__GOAL OF THE EXERCISE__
Your answer is to be the count alone: the number of lines in the data below where "trim" appears.

====================

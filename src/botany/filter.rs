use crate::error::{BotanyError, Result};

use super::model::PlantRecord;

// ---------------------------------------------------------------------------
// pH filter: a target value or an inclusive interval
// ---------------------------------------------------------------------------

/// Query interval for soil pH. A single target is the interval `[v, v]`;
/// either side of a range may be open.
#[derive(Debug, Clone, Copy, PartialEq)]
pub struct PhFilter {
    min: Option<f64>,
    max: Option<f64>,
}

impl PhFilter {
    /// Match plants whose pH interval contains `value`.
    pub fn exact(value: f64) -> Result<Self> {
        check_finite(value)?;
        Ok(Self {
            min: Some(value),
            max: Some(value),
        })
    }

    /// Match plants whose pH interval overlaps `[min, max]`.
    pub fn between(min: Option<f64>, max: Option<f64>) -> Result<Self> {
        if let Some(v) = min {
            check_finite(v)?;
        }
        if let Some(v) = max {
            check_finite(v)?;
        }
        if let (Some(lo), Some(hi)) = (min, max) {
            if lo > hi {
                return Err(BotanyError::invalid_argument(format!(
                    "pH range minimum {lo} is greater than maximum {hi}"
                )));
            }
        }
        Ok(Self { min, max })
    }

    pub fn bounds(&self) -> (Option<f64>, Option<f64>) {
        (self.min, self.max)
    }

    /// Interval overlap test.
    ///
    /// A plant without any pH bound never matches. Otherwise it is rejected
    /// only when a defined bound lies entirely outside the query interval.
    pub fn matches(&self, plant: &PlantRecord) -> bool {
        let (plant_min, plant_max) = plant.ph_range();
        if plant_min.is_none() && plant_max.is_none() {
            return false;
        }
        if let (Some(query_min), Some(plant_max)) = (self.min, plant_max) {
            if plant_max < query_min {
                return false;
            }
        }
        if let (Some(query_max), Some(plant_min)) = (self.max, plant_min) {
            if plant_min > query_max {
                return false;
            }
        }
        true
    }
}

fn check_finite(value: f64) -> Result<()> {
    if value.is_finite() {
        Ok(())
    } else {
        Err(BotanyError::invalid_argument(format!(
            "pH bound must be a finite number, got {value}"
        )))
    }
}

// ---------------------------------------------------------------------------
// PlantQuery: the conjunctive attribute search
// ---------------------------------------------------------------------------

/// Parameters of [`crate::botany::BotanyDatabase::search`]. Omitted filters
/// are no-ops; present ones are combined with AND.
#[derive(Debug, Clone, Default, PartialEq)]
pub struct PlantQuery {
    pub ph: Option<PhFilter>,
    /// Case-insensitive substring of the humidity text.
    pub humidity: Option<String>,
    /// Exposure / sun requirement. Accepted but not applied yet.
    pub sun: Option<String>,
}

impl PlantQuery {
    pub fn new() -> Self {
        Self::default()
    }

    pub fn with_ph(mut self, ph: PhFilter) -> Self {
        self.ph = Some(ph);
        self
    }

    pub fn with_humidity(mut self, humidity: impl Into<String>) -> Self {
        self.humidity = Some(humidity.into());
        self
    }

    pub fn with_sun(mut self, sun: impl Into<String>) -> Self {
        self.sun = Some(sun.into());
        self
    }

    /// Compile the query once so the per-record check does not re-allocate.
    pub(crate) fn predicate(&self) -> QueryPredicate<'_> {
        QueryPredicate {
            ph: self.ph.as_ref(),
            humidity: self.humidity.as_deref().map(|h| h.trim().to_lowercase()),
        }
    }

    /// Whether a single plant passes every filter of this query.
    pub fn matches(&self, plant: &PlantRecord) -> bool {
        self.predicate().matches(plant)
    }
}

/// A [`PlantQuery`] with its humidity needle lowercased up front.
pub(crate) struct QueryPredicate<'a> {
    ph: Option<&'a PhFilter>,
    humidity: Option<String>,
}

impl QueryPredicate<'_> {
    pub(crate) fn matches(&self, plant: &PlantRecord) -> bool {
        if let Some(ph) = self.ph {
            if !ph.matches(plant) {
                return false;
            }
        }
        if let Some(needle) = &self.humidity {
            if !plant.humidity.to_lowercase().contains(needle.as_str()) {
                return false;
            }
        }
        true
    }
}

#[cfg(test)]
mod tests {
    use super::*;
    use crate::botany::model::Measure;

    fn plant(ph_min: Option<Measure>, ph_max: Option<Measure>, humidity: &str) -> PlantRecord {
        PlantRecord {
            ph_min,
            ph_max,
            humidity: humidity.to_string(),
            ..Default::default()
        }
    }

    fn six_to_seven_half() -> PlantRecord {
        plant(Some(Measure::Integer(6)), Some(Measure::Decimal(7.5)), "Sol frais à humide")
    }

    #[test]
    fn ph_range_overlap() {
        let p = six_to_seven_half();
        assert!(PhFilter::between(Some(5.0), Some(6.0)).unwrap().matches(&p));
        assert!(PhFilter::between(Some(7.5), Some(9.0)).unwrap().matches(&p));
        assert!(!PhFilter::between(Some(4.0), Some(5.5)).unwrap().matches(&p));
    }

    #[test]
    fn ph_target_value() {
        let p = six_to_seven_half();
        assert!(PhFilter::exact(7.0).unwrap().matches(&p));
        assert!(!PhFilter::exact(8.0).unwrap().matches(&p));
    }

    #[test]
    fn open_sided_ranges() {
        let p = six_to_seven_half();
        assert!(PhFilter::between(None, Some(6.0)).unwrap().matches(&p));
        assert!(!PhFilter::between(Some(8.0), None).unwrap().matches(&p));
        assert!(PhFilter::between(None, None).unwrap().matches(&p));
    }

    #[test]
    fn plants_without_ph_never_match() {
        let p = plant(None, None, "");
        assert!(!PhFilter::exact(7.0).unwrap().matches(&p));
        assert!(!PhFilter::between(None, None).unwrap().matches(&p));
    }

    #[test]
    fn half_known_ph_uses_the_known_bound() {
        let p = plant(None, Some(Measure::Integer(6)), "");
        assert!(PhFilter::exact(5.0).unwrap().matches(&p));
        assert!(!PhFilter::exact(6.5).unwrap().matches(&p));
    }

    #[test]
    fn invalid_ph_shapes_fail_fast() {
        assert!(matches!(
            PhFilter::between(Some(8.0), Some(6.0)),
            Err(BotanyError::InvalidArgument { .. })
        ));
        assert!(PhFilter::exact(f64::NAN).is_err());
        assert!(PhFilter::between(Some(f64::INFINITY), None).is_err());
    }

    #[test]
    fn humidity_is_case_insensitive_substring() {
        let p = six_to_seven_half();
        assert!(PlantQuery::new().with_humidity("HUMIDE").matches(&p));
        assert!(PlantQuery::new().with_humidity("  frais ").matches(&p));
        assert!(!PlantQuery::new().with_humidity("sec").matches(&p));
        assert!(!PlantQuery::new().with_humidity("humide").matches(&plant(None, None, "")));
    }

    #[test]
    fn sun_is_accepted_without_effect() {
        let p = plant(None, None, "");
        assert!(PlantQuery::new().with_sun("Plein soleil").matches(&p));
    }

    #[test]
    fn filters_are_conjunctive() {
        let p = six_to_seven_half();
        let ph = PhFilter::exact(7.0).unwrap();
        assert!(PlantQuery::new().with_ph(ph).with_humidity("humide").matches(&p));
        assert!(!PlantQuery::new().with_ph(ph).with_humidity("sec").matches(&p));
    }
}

====================

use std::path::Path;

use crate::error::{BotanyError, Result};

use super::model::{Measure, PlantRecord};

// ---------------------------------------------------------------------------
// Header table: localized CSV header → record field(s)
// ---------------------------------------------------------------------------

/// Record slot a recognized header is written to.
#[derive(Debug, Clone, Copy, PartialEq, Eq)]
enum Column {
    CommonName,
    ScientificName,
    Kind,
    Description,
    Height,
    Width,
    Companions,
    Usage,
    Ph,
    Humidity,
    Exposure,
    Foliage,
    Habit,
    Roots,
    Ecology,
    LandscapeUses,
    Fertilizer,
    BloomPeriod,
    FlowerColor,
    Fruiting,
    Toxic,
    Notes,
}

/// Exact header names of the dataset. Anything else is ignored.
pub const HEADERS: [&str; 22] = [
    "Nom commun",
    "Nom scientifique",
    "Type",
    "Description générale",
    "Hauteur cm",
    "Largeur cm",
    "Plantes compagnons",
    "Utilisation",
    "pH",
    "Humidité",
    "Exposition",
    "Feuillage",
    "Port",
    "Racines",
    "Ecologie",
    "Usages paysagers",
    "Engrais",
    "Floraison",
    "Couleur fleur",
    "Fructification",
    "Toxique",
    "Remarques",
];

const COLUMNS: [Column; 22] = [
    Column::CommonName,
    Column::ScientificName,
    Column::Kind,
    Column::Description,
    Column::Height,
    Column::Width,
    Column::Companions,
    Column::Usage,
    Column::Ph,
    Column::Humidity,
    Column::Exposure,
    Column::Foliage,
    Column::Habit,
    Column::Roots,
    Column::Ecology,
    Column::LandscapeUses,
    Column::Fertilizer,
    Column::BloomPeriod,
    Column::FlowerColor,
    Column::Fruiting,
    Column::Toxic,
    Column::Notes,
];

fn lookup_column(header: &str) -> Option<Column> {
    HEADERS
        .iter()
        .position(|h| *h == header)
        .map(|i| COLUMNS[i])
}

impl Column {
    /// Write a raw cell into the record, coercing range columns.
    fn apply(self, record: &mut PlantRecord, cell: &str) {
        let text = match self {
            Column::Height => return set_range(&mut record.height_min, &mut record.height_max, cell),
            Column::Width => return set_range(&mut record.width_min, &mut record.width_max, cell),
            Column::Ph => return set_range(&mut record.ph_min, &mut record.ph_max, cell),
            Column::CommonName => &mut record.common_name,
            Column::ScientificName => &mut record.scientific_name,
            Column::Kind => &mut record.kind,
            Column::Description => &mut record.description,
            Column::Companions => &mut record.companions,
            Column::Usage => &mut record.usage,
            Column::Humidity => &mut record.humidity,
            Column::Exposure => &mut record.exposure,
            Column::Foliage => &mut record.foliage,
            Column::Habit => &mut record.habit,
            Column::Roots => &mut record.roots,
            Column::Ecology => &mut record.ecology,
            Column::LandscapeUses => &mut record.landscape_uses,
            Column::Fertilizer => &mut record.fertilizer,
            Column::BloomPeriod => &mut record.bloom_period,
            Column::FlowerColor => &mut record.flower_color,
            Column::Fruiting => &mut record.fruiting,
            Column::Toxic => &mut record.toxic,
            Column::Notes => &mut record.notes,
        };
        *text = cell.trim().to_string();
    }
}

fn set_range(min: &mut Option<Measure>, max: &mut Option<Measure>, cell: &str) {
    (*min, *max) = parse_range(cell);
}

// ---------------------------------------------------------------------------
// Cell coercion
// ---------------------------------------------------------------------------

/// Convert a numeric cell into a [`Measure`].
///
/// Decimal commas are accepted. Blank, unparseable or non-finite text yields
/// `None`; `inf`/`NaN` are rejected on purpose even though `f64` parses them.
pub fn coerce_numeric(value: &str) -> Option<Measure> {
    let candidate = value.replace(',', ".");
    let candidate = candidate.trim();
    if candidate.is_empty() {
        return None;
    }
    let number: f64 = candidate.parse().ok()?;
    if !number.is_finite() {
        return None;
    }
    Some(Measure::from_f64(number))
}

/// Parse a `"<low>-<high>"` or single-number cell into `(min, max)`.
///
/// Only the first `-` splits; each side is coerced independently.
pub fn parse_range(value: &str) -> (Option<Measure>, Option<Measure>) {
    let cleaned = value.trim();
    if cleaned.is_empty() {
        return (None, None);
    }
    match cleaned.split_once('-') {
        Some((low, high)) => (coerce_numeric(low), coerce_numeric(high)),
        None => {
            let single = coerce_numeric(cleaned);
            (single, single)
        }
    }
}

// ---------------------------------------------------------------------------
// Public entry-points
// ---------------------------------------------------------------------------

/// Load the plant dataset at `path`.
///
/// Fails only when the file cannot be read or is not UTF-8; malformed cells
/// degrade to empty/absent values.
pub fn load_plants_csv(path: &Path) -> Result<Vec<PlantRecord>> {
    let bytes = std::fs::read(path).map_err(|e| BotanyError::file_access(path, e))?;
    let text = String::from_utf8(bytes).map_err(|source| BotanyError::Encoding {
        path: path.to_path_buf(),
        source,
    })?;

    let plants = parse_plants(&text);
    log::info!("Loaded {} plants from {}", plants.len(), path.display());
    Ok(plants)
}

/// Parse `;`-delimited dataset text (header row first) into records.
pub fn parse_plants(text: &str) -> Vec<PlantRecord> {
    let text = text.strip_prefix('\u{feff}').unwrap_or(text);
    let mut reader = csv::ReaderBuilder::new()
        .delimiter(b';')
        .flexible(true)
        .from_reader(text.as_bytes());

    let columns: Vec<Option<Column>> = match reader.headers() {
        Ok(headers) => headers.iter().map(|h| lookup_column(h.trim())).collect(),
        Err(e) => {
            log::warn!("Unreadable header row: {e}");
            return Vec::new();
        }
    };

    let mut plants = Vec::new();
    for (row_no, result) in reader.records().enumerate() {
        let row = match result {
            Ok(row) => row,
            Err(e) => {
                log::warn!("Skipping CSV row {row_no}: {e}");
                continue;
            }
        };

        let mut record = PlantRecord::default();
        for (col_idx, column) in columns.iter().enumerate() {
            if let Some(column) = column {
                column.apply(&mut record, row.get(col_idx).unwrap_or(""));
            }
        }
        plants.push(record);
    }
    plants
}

====================

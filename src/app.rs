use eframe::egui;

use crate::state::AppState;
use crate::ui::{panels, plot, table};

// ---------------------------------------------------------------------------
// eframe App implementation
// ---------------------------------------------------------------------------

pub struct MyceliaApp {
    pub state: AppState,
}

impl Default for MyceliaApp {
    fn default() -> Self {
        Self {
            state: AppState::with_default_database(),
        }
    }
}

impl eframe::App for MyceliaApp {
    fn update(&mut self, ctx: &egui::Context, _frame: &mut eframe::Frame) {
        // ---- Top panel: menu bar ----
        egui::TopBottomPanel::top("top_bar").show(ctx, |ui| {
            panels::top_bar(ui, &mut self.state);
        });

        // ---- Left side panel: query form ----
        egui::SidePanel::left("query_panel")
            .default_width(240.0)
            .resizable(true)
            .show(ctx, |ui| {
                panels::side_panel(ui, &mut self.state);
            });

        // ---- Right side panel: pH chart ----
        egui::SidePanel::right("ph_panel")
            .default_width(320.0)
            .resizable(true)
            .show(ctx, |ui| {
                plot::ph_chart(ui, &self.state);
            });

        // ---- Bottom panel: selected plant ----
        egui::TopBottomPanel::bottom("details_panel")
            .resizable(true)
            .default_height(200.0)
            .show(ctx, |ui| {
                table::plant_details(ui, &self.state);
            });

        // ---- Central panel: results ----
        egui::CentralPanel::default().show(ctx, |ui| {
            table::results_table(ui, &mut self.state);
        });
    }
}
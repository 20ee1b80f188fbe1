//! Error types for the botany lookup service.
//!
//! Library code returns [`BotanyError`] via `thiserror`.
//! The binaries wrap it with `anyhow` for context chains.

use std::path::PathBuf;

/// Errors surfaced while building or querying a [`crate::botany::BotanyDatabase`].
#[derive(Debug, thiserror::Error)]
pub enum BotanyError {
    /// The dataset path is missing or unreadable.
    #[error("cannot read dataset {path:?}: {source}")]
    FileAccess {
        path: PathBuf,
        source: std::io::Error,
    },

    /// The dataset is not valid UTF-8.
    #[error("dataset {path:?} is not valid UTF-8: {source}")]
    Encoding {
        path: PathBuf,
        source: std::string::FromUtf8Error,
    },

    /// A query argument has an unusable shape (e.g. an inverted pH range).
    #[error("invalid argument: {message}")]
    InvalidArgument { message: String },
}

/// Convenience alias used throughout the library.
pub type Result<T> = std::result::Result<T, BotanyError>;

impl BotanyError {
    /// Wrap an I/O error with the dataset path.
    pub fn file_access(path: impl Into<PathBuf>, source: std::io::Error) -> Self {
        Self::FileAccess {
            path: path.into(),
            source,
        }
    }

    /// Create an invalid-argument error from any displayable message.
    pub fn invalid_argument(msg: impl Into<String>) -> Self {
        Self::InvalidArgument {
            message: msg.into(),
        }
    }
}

====================

__REPLY__
5